* WHAT IS REQUIRED
Which lines of the records contain "into"? Collect every one of them.

* Records contained in a dataset
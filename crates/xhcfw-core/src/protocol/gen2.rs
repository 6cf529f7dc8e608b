//! Generation 2: BAR0 access engine
//!
//! Internal MMIO is reached through a small engine in BAR0 that reports a
//! busy flag while a transfer is in flight. Bit 16 of the internal address
//! does not fit the 16-bit address register; it selects which of two
//! address registers is written.
//!
//! Code RAM is 96 KiB, organised as 16-bit lanes that are transferred two
//! at a time. A slot pairs the word at offset `i` with the word at
//! `i + 0x8000`, and bit 16 of `i` is folded into bit 15 of the slot
//! address:
//!
//! ```text
//! slot address   lane A (data[15:0])   lane B (data[31:16])
//! 0x0000-0x7ffe  0x00000-0x07ffe       0x08000-0x0fffe
//! 0x8000-0xfffe  0x10000-0x17ffe       0x18000-0x1fffe (past the end)
//! ```
//!
//! A slot the image only half covers is read first and its other lane
//! written back unchanged, so code RAM outside the image is left alone.
//! The loader keeps read access enabled for the whole write phase.

use crate::code::{CodeImage, LoadProgress};
use crate::device::RawHandles;
use crate::error::Result;
use crate::identity::Generation;
use crate::poll::{poll_until, PollConfig};
use crate::port::{RawConfigPort, RawMemoryPort, Width};
use crate::protocol::IndirectAccessProtocol;
use crate::regs::{self, EngineStatus};

/// Code RAM size of generation 2 parts
pub const CODE_SIZE: u32 = 0x18000;

/// Distance between the two lanes of a slot
pub const LANE_STRIDE: u32 = 0x8000;

/// BAR0 and config space registers used by generation 2 parts
#[derive(Debug, Clone, Copy, PartialEq, Eq)]
pub struct Gen2Ports {
    /// Config space byte gating the code RAM ports
    pub code_port_enable: u16,
    /// Engine status
    pub status: usize,
    /// Internal address register, low bank
    pub mmio_addr_low: usize,
    /// Internal address register, high bank
    pub mmio_addr_high: usize,
    /// Internal data register
    pub mmio_data: usize,
    /// Code RAM slot address
    pub code_addr: usize,
    /// Code RAM slot data
    pub code_data: usize,
}

impl Gen2Ports {
    /// Register layout of ASM2142/ASM3142/ASM3242
    pub const DEFAULT: Self = Self {
        code_port_enable: regs::CODE_PORT_ENABLE,
        status: regs::HW_MMIO_STATUS,
        mmio_addr_low: regs::HW_MMIO_ADDR_LOW_BANK,
        mmio_addr_high: regs::HW_MMIO_ADDR_HIGH_BANK,
        mmio_data: regs::HW_MMIO_DATA,
        code_addr: regs::HW_CODE_ADDR,
        code_data: regs::HW_CODE_DATA,
    };
}

/// BAR0 engine protocol of 128 KiB parts
#[derive(Debug)]
pub struct Gen2Protocol {
    /// Register layout
    pub ports: Gen2Ports,
}

/// Lane A offsets of every slot, in transfer order
///
/// Walks `i` by 2 and jumps from `0x8000` to `0x10000`, since the words in
/// between are lane B of the first pass.
pub fn slot_offsets() -> impl Iterator<Item = u32> {
    let mut i = 0u32;
    core::iter::from_fn(move || {
        if i >= CODE_SIZE {
            return None;
        }
        let offset = i;
        i += 2;
        if i & LANE_STRIDE != 0 {
            i += 0x10000 - LANE_STRIDE;
        }
        Some(offset)
    })
}

/// Slot address for a lane A offset
pub fn slot_address(offset: u32) -> u16 {
    (((offset >> 1) & 0x8000) | (offset & 0x7ffe)) as u16
}

/// Index into an image of `len` bytes at `base` for a code offset
fn image_index(base: u32, len: usize, offset: u32) -> Option<usize> {
    if offset >= CODE_SIZE {
        return None;
    }
    let rel = ((offset + CODE_SIZE - base) % CODE_SIZE) as usize;
    (rel < len).then_some(rel)
}

/// Slots touched by an image, with the image index of each lane
fn touched_slots(base: u32, len: usize) -> impl Iterator<Item = (u32, [Option<usize>; 2])> {
    slot_offsets().filter_map(move |offset| {
        let lanes = [
            image_index(base, len, offset),
            image_index(base, len, offset + LANE_STRIDE),
        ];
        lanes.iter().any(Option::is_some).then_some((offset, lanes))
    })
}

/// Slot value with the lanes covered by `data` replaced
fn merge_slot(current: u32, data: &[u8], lanes: [Option<usize>; 2]) -> u32 {
    lanes
        .iter()
        .enumerate()
        .fold(current, |value, (lane, index)| match *index {
            Some(i) => {
                let shift = 16 * lane;
                let word = u16::from_le_bytes([data[i], data[i + 1]]) as u32;
                (value & !(0xffff << shift)) | word << shift
            }
            None => value,
        })
}

/// Wait for the engine to finish the previous transfer
fn wait_idle(bar: &mut dyn RawMemoryPort, status: usize, poll: &PollConfig) -> Result<()> {
    poll_until(bar, poll, status as u32, |bar| {
        let flags = EngineStatus::from_bits_retain(bar.read(status, Width::Byte)? as u8);
        Ok(!flags.contains(EngineStatus::BUSY))
    })
}

impl Gen2Protocol {
    /// Latch an internal MMIO address, leaving the engine idle
    fn select(&self, bar: &mut dyn RawMemoryPort, poll: &PollConfig, addr: u32) -> Result<()> {
        let addr_reg = if addr & regs::HW_MMIO_BANK_BIT != 0 {
            self.ports.mmio_addr_high
        } else {
            self.ports.mmio_addr_low
        };

        wait_idle(bar, self.ports.status, poll)?;
        bar.write(addr_reg, Width::Word, (addr & 0xffff) as u64)?;
        wait_idle(bar, self.ports.status, poll)
    }

    /// Latch a code RAM slot
    fn select_slot(&self, bar: &mut dyn RawMemoryPort, poll: &PollConfig, offset: u32) -> Result<()> {
        bar.write_confirmed(
            self.ports.code_addr,
            Width::Word,
            slot_address(offset) as u64,
            poll,
        )
    }
}

impl IndirectAccessProtocol for Gen2Protocol {
    fn generation(&self) -> Generation {
        Generation::Gen2
    }

    fn code_size(&self) -> u32 {
        CODE_SIZE
    }

    fn read_byte(&self, io: &mut RawHandles, poll: &PollConfig, addr: u32) -> Result<u8> {
        let bar = io.bar()?;
        self.select(bar, poll, addr)?;
        Ok(bar.read(self.ports.mmio_data, Width::Byte)? as u8)
    }

    fn write_byte(
        &self,
        io: &mut RawHandles,
        poll: &PollConfig,
        addr: u32,
        value: u8,
    ) -> Result<()> {
        let bar = io.bar()?;
        self.select(bar, poll, addr)?;
        bar.write(self.ports.mmio_data, Width::Byte, value as u64)?;
        wait_idle(bar, self.ports.status, poll)
    }

    fn can_read_code(&self) -> bool {
        true
    }

    fn set_code_ports(&self, io: &mut RawHandles, enable: bool) -> Result<()> {
        let value = if enable { regs::CODE_PORT_ENABLE_ON } else { 0 };
        io.config()
            .write(self.ports.code_port_enable, Width::Byte, value)
    }

    fn write_code(
        &self,
        io: &mut RawHandles,
        poll: &PollConfig,
        image: &CodeImage<'_>,
        progress: &mut dyn LoadProgress,
    ) -> Result<()> {
        let bar = io.bar()?;
        let data = image.data();

        progress.writing(data.len());
        let mut written = 0;

        for (offset, lanes) in touched_slots(image.base(), data.len()) {
            self.select_slot(bar, poll, offset)?;
            let uncovered = [offset, offset + LANE_STRIDE]
                .iter()
                .zip(lanes)
                .any(|(lane, index)| index.is_none() && *lane < CODE_SIZE);
            let current = if uncovered {
                bar.read(self.ports.code_data, Width::Dword)? as u32
            } else {
                0
            };
            let value = merge_slot(current, data, lanes);

            bar.write(self.ports.code_data, Width::Dword, value as u64)?;

            written += 2 * lanes.iter().flatten().count();
            progress.write_progress(written);
        }

        Ok(())
    }

    fn read_code(
        &self,
        io: &mut RawHandles,
        poll: &PollConfig,
        base: u32,
        buf: &mut [u8],
        progress: &mut dyn LoadProgress,
    ) -> Result<()> {
        let bar = io.bar()?;

        progress.verifying(buf.len());
        let mut read = 0;

        for (offset, lanes) in touched_slots(base, buf.len()) {
            self.select_slot(bar, poll, offset)?;
            let value = bar.read(self.ports.code_data, Width::Dword)? as u32;

            for (lane, index) in lanes.iter().enumerate() {
                if let Some(i) = *index {
                    let word = (value >> (16 * lane)) as u16;
                    buf[i..i + 2].copy_from_slice(&word.to_le_bytes());
                    read += 2;
                }
            }
            progress.verify_progress(read);
        }

        Ok(())
    }
}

* REPLY TO THE EXERCISE
//! `i + 0x8000`, and bit 16 of `i` is folded into bit 15 of the slot
/// Index into an image of `len` bytes at `base` for a code offset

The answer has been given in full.